Eastern Europeans tackle immigration and EU referendum in Rich Mix show
PUBLISHED: 08:00 09 March 2016
The date is set: on June 23, Britain will decide whether to leave the EU, or stay within its confines.
Immigration is firmly at the heart of the debate over Europe, which makes the timing of an upcoming performance piece, Eastern European for Dummies, particularly topical.
For one hour at Shoreditch’s Rich Mix on March 18, stereotypes will be skewered by two Eastern European immigrants, Bojana Jankovic and Dana Olarescu, who say they are fed up with politicised media headlines branding them all “benefit cheats,” “job stealers,” and “scroungers”.
“What scares me is how much the media can get away with, and the politicians can get away with,” says Bojana, 31, who lives near Essex Road, in Islington. “The stereotypes are just as ridiculous as someone imagining that all English people go around wearing a top hat, or all women carry umbrellas because they saw it in Mary Poppins.”

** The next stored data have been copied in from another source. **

//! User account routes.
//!
//! All endpoints hang under `/api/users`. Register, login, and refresh are
//! public; everything else requires a valid access token.

use axum::{
    Extension, Json, Router,
    extract::{Multipart, Path, Request, State},
    http::{StatusCode, header::SET_COOKIE},
    middleware::{self, Next},
    response::{AppendHeaders, IntoResponse},
    routing::{get, patch, post},
};
use serde::Deserialize;
use std::collections::HashMap;

use crate::api::account_service::RegisterInput;
use crate::api::error::{ApiError, ApiResponse, ApiResult};
use crate::api::middleware::{
    ACCESS_TOKEN_COOKIE, CurrentUser, REFRESH_TOKEN_COOKIE, auth::cookie_value, auth_middleware,
};
use crate::api::models::{ChannelProfileView, UserView, WatchVideoView};
use crate::api::server::AppState;
use crate::media::UploadedFile;

/// Login request body. Either identifier is accepted.
#[derive(Debug, Clone, Deserialize)]
#[serde(rename_all = "camelCase")]
pub struct LoginRequest {
    pub username: Option<String>,
    pub email: Option<String>,
    pub password: String,
}

/// Refresh request body. The token may also arrive via cookie.
#[derive(Debug, Clone, Default, Deserialize)]
#[serde(rename_all = "camelCase")]
pub struct RefreshRequest {
    pub refresh_token: Option<String>,
}

/// Change password request body.
#[derive(Debug, Clone, Deserialize)]
#[serde(rename_all = "camelCase")]
pub struct ChangePasswordRequest {
    pub old_password: String,
    pub new_password: String,
}

/// Update account request body.
#[derive(Debug, Clone, Deserialize)]
#[serde(rename_all = "camelCase")]
pub struct UpdateAccountRequest {
    pub full_name: String,
    pub email: String,
}

/// Create the users router.
pub fn router(state: &AppState) -> Router<AppState> {
    let jwt_service = state.jwt_service.clone();

    let protected = Router::new()
        .route("/logout", post(logout))
        .route("/change-password", post(change_password))
        .route("/current-user", get(current_user))
        .route("/update-account", patch(update_account))
        .route("/avatar", patch(update_avatar))
        .route("/cover-image", patch(update_cover_image))
        .route("/c/{username}", get(channel_profile))
        .route("/history", get(watch_history))
        .route("/history/{video_id}", post(record_watch))
        .route("/subscribe/{username}", post(subscribe).delete(unsubscribe))
        .route_layer(middleware::from_fn(move |request: Request, next: Next| {
            auth_middleware(jwt_service.clone(), request, next)
        }));

    Router::new()
        .route("/register", post(register))
        .route("/login", post(login))
        .route("/refresh-token", post(refresh_token))
        .merge(protected)
}

/// Build the Set-Cookie headers carrying a fresh token pair.
fn auth_cookies(
    access_token: &str,
    refresh_token: &str,
    access_max_age: u64,
    refresh_max_age: u64,
) -> AppendHeaders<[(axum::http::HeaderName, String); 2]> {
    AppendHeaders([
        (
            SET_COOKIE,
            format!(
                "{}={}; HttpOnly; Secure; SameSite=Lax; Path=/; Max-Age={}",
                ACCESS_TOKEN_COOKIE, access_token, access_max_age
            ),
        ),
        (
            SET_COOKIE,
            format!(
                "{}={}; HttpOnly; Secure; SameSite=Lax; Path=/; Max-Age={}",
                REFRESH_TOKEN_COOKIE, refresh_token, refresh_max_age
            ),
        ),
    ])
}

/// Build the Set-Cookie headers clearing both token cookies.
fn clear_auth_cookies() -> AppendHeaders<[(axum::http::HeaderName, String); 2]> {
    AppendHeaders([
        (
            SET_COOKIE,
            format!(
                "{}=; HttpOnly; Secure; SameSite=Lax; Path=/; Max-Age=0",
                ACCESS_TOKEN_COOKIE
            ),
        ),
        (
            SET_COOKIE,
            format!(
                "{}=; HttpOnly; Secure; SameSite=Lax; Path=/; Max-Age=0",
                REFRESH_TOKEN_COOKIE
            ),
        ),
    ])
}

/// Drain a multipart form into its text fields and uploaded files.
async fn read_multipart(
    mut multipart: Multipart,
) -> ApiResult<(HashMap<String, String>, HashMap<String, UploadedFile>)> {
    let mut fields = HashMap::new();
    let mut files = HashMap::new();

    while let Some(part) = multipart
        .next_field()
        .await
        .map_err(|e| ApiError::bad_request(format!("Malformed multipart body: {}", e)))?
    {
        let Some(name) = part.name().map(str::to_string) else {
            continue;
        };

        if let Some(filename) = part.file_name().map(str::to_string) {
            let data = part
                .bytes()
                .await
                .map_err(|e| ApiError::bad_request(format!("Failed to read upload: {}", e)))?;
            files.insert(
                name,
                UploadedFile {
                    filename,
                    data: data.to_vec(),
                },
            );
        } else {
            let text = part
                .text()
                .await
                .map_err(|e| ApiError::bad_request(format!("Failed to read field: {}", e)))?;
            fields.insert(name, text);
        }
    }

    Ok((fields, files))
}

/// POST /api/users/register
///
/// Register a new account from a multipart form with text fields
/// (username, email, fullName, password) and file fields (avatar required,
/// coverImage optional).
async fn register(
    State(state): State<AppState>,
    multipart: Multipart,
) -> ApiResult<impl IntoResponse> {
    let (mut fields, mut files) = read_multipart(multipart).await?;

    let input = RegisterInput {
        username: fields.remove("username").unwrap_or_default(),
        email: fields.remove("email").unwrap_or_default(),
        full_name: fields.remove("fullName").unwrap_or_default(),
        password: fields.remove("password").unwrap_or_default(),
    };
    let avatar = files.remove("avatar");
    let cover_image = files.remove("coverImage");

    let user = state
        .account_service
        .register(input, avatar, cover_image)
        .await?;

    Ok(ApiResponse::with_status(
        StatusCode::CREATED,
        UserView::from(&user),
        "User registered successfully",
    ))
}

/// POST /api/users/login
///
/// Authenticate by username or email plus password. Sets the token cookies
/// and also returns both tokens in the body for non-browser clients.
async fn login(
    State(state): State<AppState>,
    Json(request): Json<LoginRequest>,
) -> ApiResult<impl IntoResponse> {
    let (user, tokens) = state
        .auth_service
        .authenticate(
            request.username.as_deref(),
            request.email.as_deref(),
            &request.password,
        )
        .await?;

    let cookies = auth_cookies(
        &tokens.access_token,
        &tokens.refresh_token,
        tokens.expires_in,
        tokens.refresh_expires_in,
    );
    let body = ApiResponse::ok(
        serde_json::json!({
            "user": UserView::from(&user),
            "accessToken": tokens.access_token,
            "refreshToken": tokens.refresh_token,
        }),
        "User logged in successfully",
    );

    Ok((cookies, body))
}

/// POST /api/users/logout
///
/// Clear the stored refresh token and expire both cookies.
async fn logout(
    State(state): State<AppState>,
    Extension(user): Extension<CurrentUser>,
) -> ApiResult<impl IntoResponse> {
    state.auth_service.logout(&user.id).await?;

    Ok((
        clear_auth_cookies(),
        ApiResponse::ok(serde_json::json!({}), "User logged out successfully"),
    ))
}

/// POST /api/users/refresh-token
///
/// Rotate the token pair. The refresh token comes from the request body or
/// the refreshToken cookie.
async fn refresh_token(State(state): State<AppState>, request: Request) -> ApiResult<impl IntoResponse> {
    let from_cookie = cookie_value(&request, REFRESH_TOKEN_COOKIE).map(str::to_string);

    // Body is optional; tolerate an empty or absent JSON body.
    let body_bytes = axum::body::to_bytes(request.into_body(), 64 * 1024)
        .await
        .map_err(|e| ApiError::bad_request(format!("Failed to read body: {}", e)))?;
    let from_body = if body_bytes.is_empty() {
        None
    } else {
        serde_json::from_slice::<RefreshRequest>(&body_bytes)
            .map_err(|e| ApiError::bad_request(format!("Malformed request body: {}", e)))?
            .refresh_token
    };

    let presented = from_body
        .or(from_cookie)
        .filter(|t| !t.trim().is_empty())
        .ok_or_else(|| ApiError::unauthorized("Refresh token is required"))?;

    let (_, tokens) = state.auth_service.refresh_tokens(&presented).await?;

    let cookies = auth_cookies(
        &tokens.access_token,
        &tokens.refresh_token,
        tokens.expires_in,
        tokens.refresh_expires_in,
    );
    let body = ApiResponse::ok(
        serde_json::json!({
            "accessToken": tokens.access_token,
            "refreshToken": tokens.refresh_token,
        }),
        "Access token refreshed",
    );

    Ok((cookies, body))
}

/// POST /api/users/change-password
async fn change_password(
    State(state): State<AppState>,
    Extension(user): Extension<CurrentUser>,
    Json(request): Json<ChangePasswordRequest>,
) -> ApiResult<impl IntoResponse> {
    state
        .auth_service
        .change_password(&user.id, &request.old_password, &request.new_password)
        .await?;

    Ok(ApiResponse::ok(
        serde_json::json!({}),
        "Password changed successfully",
    ))
}

/// GET /api/users/current-user
async fn current_user(
    State(state): State<AppState>,
    Extension(user): Extension<CurrentUser>,
) -> ApiResult<impl IntoResponse> {
    let user = state.account_service.current_user(&user.id).await?;
    Ok(ApiResponse::ok(
        UserView::from(&user),
        "Current user fetched successfully",
    ))
}

/// PATCH /api/users/update-account
async fn update_account(
    State(state): State<AppState>,
    Extension(user): Extension<CurrentUser>,
    Json(request): Json<UpdateAccountRequest>,
) -> ApiResult<impl IntoResponse> {
    let user = state
        .account_service
        .update_account(&user.id, &request.full_name, &request.email)
        .await?;
    Ok(ApiResponse::ok(
        UserView::from(&user),
        "Account details updated successfully",
    ))
}

/// PATCH /api/users/avatar
async fn update_avatar(
    State(state): State<AppState>,
    Extension(user): Extension<CurrentUser>,
    multipart: Multipart,
) -> ApiResult<impl IntoResponse> {
    let (_, mut files) = read_multipart(multipart).await?;
    let user = state
        .account_service
        .update_avatar(&user.id, files.remove("avatar"))
        .await?;
    Ok(ApiResponse::ok(
        UserView::from(&user),
        "Avatar updated successfully",
    ))
}

/// PATCH /api/users/cover-image
async fn update_cover_image(
    State(state): State<AppState>,
    Extension(user): Extension<CurrentUser>,
    multipart: Multipart,
) -> ApiResult<impl IntoResponse> {
    let (_, mut files) = read_multipart(multipart).await?;
    let user = state
        .account_service
        .update_cover_image(&user.id, files.remove("coverImage"))
        .await?;
    Ok(ApiResponse::ok(
        UserView::from(&user),
        "Cover image updated successfully",
    ))
}

/// GET /api/users/c/{username}
///
/// Channel profile with subscriber counts, as seen by the caller.
async fn channel_profile(
    State(state): State<AppState>,
    Extension(user): Extension<CurrentUser>,
    Path(username): Path<String>,
) -> ApiResult<impl IntoResponse> {
    let profile = state
        .profile_service
        .channel_profile(&user.id, &username)
        .await?;
    Ok(ApiResponse::ok(
        ChannelProfileView::from(profile),
        "Channel profile fetched successfully",
    ))
}

/// GET /api/users/history
async fn watch_history(
    State(state): State<AppState>,
    Extension(user): Extension<CurrentUser>,
) -> ApiResult<impl IntoResponse> {
    let history = state.profile_service.watch_history(&user.id).await?;
    let views: Vec<WatchVideoView> = history.into_iter().map(WatchVideoView::from).collect();
    Ok(ApiResponse::ok(
        views,
        "Watch history fetched successfully",
    ))
}

/// POST /api/users/history/{video_id}
async fn record_watch(
    State(state): State<AppState>,
    Extension(user): Extension<CurrentUser>,
    Path(video_id): Path<String>,
) -> ApiResult<impl IntoResponse> {
    state.profile_service.record_watch(&user.id, &video_id).await?;
    Ok(ApiResponse::ok(
        serde_json::json!({}),
        "Watch recorded successfully",
    ))
}

/// POST /api/users/subscribe/{username}
async fn subscribe(
    State(state): State<AppState>,
    Extension(user): Extension<CurrentUser>,
    Path(username): Path<String>,
) -> ApiResult<impl IntoResponse> {
    state.profile_service.subscribe(&user.id, &username).await?;
    Ok(ApiResponse::ok(
        serde_json::json!({}),
        "Subscribed successfully",
    ))
}

/// DELETE /api/users/subscribe/{username}
async fn unsubscribe(
    State(state): State<AppState>,
    Extension(user): Extension<CurrentUser>,
    Path(username): Path<String>,
) -> ApiResult<impl IntoResponse> {
    state
        .profile_service
        .unsubscribe(&user.id, &username)
        .await?;
    Ok(ApiResponse::ok(
        serde_json::json!({}),
        "Unsubscribed successfully",
    ))
}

She continues: “I’ve had jobs, and I’ve never hunted down an Englishman for their job.”
Dana, 30, of Peckham, adds: “We can only hope this piece dissects the stereotypes.”
It is not the first time the artistic duo, who together make up theatre company ‘There, There’, have performed the piece, which they first created about five years ago.
But since then, it has grown in length from just 15 minutes, to an hour-long production, which references the looming EU referendum and the intensifying debate surrounding immigration.
It grew out of Bojana and Dana’s personal experience of coming to the UK as immigrants in 2009.
But now, they say it is far less about their own stories and more about picking apart words and images used by newspapers and politicians to depict Eastern Europeans.
Underpinning it all is research on immigration policy that the pair carried out themselves, which is inserted directly into the performance. Bojana says: “We are not a media headline, we are not: ‘The Romanians are coming!’
“We want to create an atmosphere where conversations can be had,” she adds. “The show is obviously influenced and shaped by our personal experiences, but we don’t say in the piece: this is me, or this is my story. This is not about me and Dana and our experiences.
“This is more about the general problem we are faced with.”
A David Attenborough-style voice will narrate the pair’s actions on stage, as though they are animals in one of his nature documentaries. Dana says this makes it more of an exhibition piece, than a traditional play.
In previous years, they have performed it at museums, next to numbered art pieces hanging on the wall.
“It’s better for it to be an exhibition rather than a show with words and amazing actors because we, as Eastern Europeans, are exhibited,” she points out. “This is how we feel.” With just four months to go until the Brexit vote, watching this show could even help the undecided make their minds up – though Bojana admits it is unlikely to sway those in the Vote Leave camp. She says: “If people come away thinking from a new angle, or just thinking, that would be a brilliant result.”